At this point, if you add a link to the first two rings in row 2, you will find that your rows are going to continue to get shorter and shorter as demonstrated by the left side of the picture. To keep this from happening, add a ring to the last ring of row 1 and orient it the way the rest of the rings in row two are oriented. Now link an open ring through that ring and the next ring over and continue across the pattern to make row three. The gray ring shows how to link the solo ring. The right side of the picture shows how the maile will look when you continue to add solo rings. If you do not add the solo rings you will eventually end up with a triangular piece of maile. I plan on using this method to make the base of a hauberk I am working on a bit more interesting. I am going to bring the hauberk down to four points in the four major quadrants.

NOTE: the arrows on the diagram indicate the directions I prefer to proceed in when linking rings. The arrows also indicate the direction of the slant of the rings. For example, a left arrow indicates that I move from right to left when linking rings, and that the rings I am adding to the maile angle down to the left.

Now you have the basics to get yourself started. From your base piece, you can expand your maile in any of the four basic directions. One of the wonderful things about maile armour is its form fitting characteristics. The weave can expand or contract to fit the body (provided that the maile isn't grossly too large or small). For this reason, your maile doesn't have to be perfect as far as size is concerned.

Some things need to be as perfect as possible though.
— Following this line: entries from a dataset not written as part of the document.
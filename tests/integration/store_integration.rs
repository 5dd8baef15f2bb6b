//! Key/value backends: batching, persistence and dump/restore

use super::test_utils::{commit, write};
use std::sync::Arc;
use tempfile::TempDir;
use treeline::store::Batch;
use treeline::{Database, Linker, MemoryDatabase, Metadata, SledDatabase, StorageError};

fn backends() -> (TempDir, Vec<Arc<dyn Database>>) {
    let temp_dir = TempDir::new().unwrap();
    let sled = SledDatabase::new(temp_dir.path().join("db")).unwrap();
    (
        temp_dir,
        vec![Arc::new(MemoryDatabase::new()), Arc::new(sled)],
    )
}

#[test]
fn test_dropped_batch_rolls_back() {
    let (_dir, dbs) = backends();
    for db in dbs {
        db.put(b"keep", &["refs", "head"]).unwrap();
        {
            let _batch = Batch::new(db.as_ref());
            db.put(b"lost", &["refs", "head"]).unwrap();
            db.put(b"lost", &["refs", "other"]).unwrap();
            assert_eq!(db.get(&["refs", "head"]).unwrap(), b"lost");
        }
        assert_eq!(db.get(&["refs", "head"]).unwrap(), b"keep");
        assert!(matches!(
            db.get(&["refs", "other"]),
            Err(StorageError::NotFound(_))
        ));
    }
}

#[test]
fn test_nested_batches_apply_on_outermost_flush() {
    let (_dir, dbs) = backends();
    for db in dbs {
        let outer = Batch::new(db.as_ref());
        {
            let inner = Batch::new(db.as_ref());
            db.put(b"1", &["stats", "node-count"]).unwrap();
            inner.flush().unwrap();
        }
        assert!(db.have_writes());
        outer.flush().unwrap();
        assert!(!db.have_writes());
        assert_eq!(db.get(&["stats", "node-count"]).unwrap(), b"1");
    }
}

#[test]
fn test_flush_without_batch_fails() {
    let db = MemoryDatabase::new();
    assert!(matches!(db.flush_batch(), Err(StorageError::BatchUnderflow)));
}

#[test]
fn test_keys_are_segment_scoped() {
    let (_dir, dbs) = backends();
    for db in dbs {
        db.put(b"1", &["objects", "aa"]).unwrap();
        db.put(b"2", &["objects-extra", "bb"]).unwrap();
        db.put(b"3", &["stage", "objects", "cc"]).unwrap();
        assert_eq!(db.keys(&["objects"]).unwrap(), vec!["aa"]);
        db.clear(&["objects"]).unwrap();
        assert_eq!(db.keys(&["objects-extra"]).unwrap(), vec!["bb"]);
        assert_eq!(db.keys(&["stage", "objects"]).unwrap(), vec!["cc"]);
    }
}

#[test]
fn test_export_repository_into_sled() {
    let source: Arc<dyn Database> = Arc::new(MemoryDatabase::new());
    let mut lkr = Linker::new(source.clone());
    let file = write(&mut lkr, "/a", b"content");
    let head = commit(&mut lkr, "snapshot");

    let mut dump = Vec::new();
    source.export(&mut dump).unwrap();

    let temp_dir = TempDir::new().unwrap();
    let target: Arc<dyn Database> = Arc::new(SledDatabase::new(temp_dir.path()).unwrap());
    target.import(&mut dump.as_slice()).unwrap();

    let restored = Linker::new(target.clone());
    assert_eq!(restored.head().unwrap(), head);
    assert_eq!(
        restored.lookup_node("/a").unwrap().tree_hash(),
        file.tree_hash()
    );
    target.close().unwrap();
}

#[test]
fn test_sled_reopen_keeps_repository() {
    let temp_dir = TempDir::new().unwrap();
    let head = {
        let db: Arc<dyn Database> =
            Arc::new(SledDatabase::new(temp_dir.path()).unwrap().with_flush_on_batch(true));
        let mut lkr = Linker::new(db.clone());
        write(&mut lkr, "/persisted", b"yes");
        let head = commit(&mut lkr, "persist");
        db.close().unwrap();
        head
    };

    let db: Arc<dyn Database> = Arc::new(SledDatabase::new(temp_dir.path()).unwrap());
    let lkr = Linker::new(db);
    assert_eq!(lkr.head().unwrap(), head);
    assert_eq!(lkr.lookup_node("/persisted").unwrap().size(), 3);
}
One of them is ring size. Make sure your rings are as equally sized and as perfectly round as possible. Small differences can easily distort your weave, leaving some places that are under more stress than others. These areas are more likely to pull apart on you. Another important thing to make sure you do well, is butting the rings. Make sure that the ends of each ring are butted as closely as possible. This ensures that your equally sized rings actually have the same diameter, and it makes your maile stronger. The best way to learn how to make maile is to practice (and struggle) with it.